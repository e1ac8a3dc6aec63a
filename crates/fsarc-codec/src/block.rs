//! The encode/decode rules a compression worker applies to one data block:
//! compress, fall back to raw storage if that didn't help, optionally
//! encrypt, checksum the bytes actually written to disk.

use fsarc_dtyp::{Error, fletcher32};

use crate::algo::{CompressAlgo, EncryptAlgo};
use crate::compress::{CompressionCodec, codec_for};
use crate::crypto::EncryptionAlgo;

/// Result of encoding one block for storage.
pub struct EncodedBlock {
    pub compress_algo: CompressAlgo,
    pub encrypt_algo: EncryptAlgo,
    pub archive_bytes: Vec<u8>,
    pub archive_checksum: u32,
}

/// Encodes one block's raw bytes: compress with `codec`, fall back to
/// storing the bytes uncompressed if that didn't shrink them, then
/// optionally encrypt. The block header should mirror the returned
/// `compress_algo`/`encrypt_algo`/`archive_checksum` verbatim.
pub fn encode_block(
    raw: &[u8],
    codec: &dyn CompressionCodec,
    level: u8,
    encrypt: Option<&dyn EncryptionAlgo>,
) -> Result<EncodedBlock, Error> {
    let compressed = codec.compress(raw, level)?;
    let (compress_algo, mut bytes) = if compressed.len() < raw.len() {
        (codec.id(), compressed)
    } else {
        (CompressAlgo::None, raw.to_vec())
    };

    let encrypt_algo = match encrypt {
        Some(enc) => {
            bytes = enc.encrypt(&bytes)?;
            enc.id()
        }
        None => EncryptAlgo::None,
    };

    let archive_checksum = fletcher32(&bytes);
    Ok(EncodedBlock {
        compress_algo,
        encrypt_algo,
        archive_bytes: bytes,
        archive_checksum,
    })
}

/// Outcome of decoding one stored block. `corrupt` mirrors the consumer's
/// "checksum mismatch zeroes the payload and flags the block" rule: the
/// caller is expected to count an error and skip this block's data rather
/// than trust `data`.
pub struct DecodedBlock {
    pub data: Vec<u8>,
    pub corrupt: bool,
}

/// Decodes one stored block: verify its checksum, decrypt if needed,
/// decompress. A checksum mismatch is not an error here — it is reported
/// back to the caller as `corrupt = true` with empty `data`, matching the
/// consumer's recover-and-continue policy.
pub fn decode_block(
    archive_bytes: &[u8],
    archive_checksum: u32,
    compress_algo: CompressAlgo,
    encrypt_algo: EncryptAlgo,
    decrypt: Option<&dyn EncryptionAlgo>,
) -> Result<DecodedBlock, Error> {
    if fletcher32(archive_bytes) != archive_checksum {
        log::warn!("data block fails its archive checksum; marking corrupt");
        return Ok(DecodedBlock {
            data: Vec::new(),
            corrupt: true,
        });
    }

    let mut bytes = archive_bytes.to_vec();
    if encrypt_algo != EncryptAlgo::None {
        let decryptor = decrypt.ok_or(Error::Password)?;
        bytes = decryptor.decrypt(&bytes)?;
    }

    let codec = codec_for(compress_algo)?;
    let data = codec.decompress(&bytes)?;
    Ok(DecodedBlock {
        data,
        corrupt: false,
    })
}

#[cfg(test)]
mod tests {
    use super::*;
    use crate::crypto::algo_for;

    #[test]
    fn incompressible_data_falls_back_to_none() {
        use rand::RngCore;
        let codec = codec_for(CompressAlgo::Gzip).unwrap();
        let mut raw = vec![0u8; 4096];
        rand::rngs::OsRng.fill_bytes(&mut raw);
        let encoded = encode_block(&raw, codec.as_ref(), 6, None).unwrap();
        assert_eq!(encoded.compress_algo, CompressAlgo::None);
        assert_eq!(encoded.archive_bytes, raw);
    }

    #[test]
    fn compressible_data_is_stored_compressed() {
        let codec = codec_for(CompressAlgo::Gzip).unwrap();
        let raw = vec![b'a'; 4096];
        let encoded = encode_block(&raw, codec.as_ref(), 6, None).unwrap();
        assert_eq!(encoded.compress_algo, CompressAlgo::Gzip);
        assert!(encoded.archive_bytes.len() < raw.len());
    }

    #[test]
    fn round_trips_through_encode_and_decode_with_encryption() {
        let codec = codec_for(CompressAlgo::Lz4).unwrap();
        let encryptor = algo_for(EncryptAlgo::Blowfish, b"hunter22").unwrap();
        let raw = b"some file contents to archive".repeat(10);

        let encoded = encode_block(&raw, codec.as_ref(), 1, Some(encryptor.as_ref())).unwrap();
        let decrypt = algo_for(EncryptAlgo::Blowfish, b"hunter22").unwrap();
        let decoded = decode_block(
            &encoded.archive_bytes,
            encoded.archive_checksum,
            encoded.compress_algo,
            encoded.encrypt_algo,
            Some(decrypt.as_ref()),
        )
        .unwrap();

        assert!(!decoded.corrupt);
        assert_eq!(decoded.data, raw);
    }

    #[test]
    fn checksum_mismatch_is_reported_as_corrupt_not_an_error() {
        let codec = codec_for(CompressAlgo::None).unwrap();
        let raw = b"hello".to_vec();
        let encoded = encode_block(&raw, codec.as_ref(), 1, None).unwrap();
        let decoded = decode_block(
            &encoded.archive_bytes,
            encoded.archive_checksum.wrapping_add(1),
            encoded.compress_algo,
            encoded.encrypt_algo,
            None,
        )
        .unwrap();
        assert!(decoded.corrupt);
        assert!(decoded.data.is_empty());
    }
}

## ACTION ITEM
Identify the lines above that contain the word "EncryptionAlgo", then copy them.

## RESPONSE TO THIS TASK
use crate::crypto::EncryptionAlgo;
    encrypt: Option<&dyn EncryptionAlgo>,
    decrypt: Option<&dyn EncryptionAlgo>,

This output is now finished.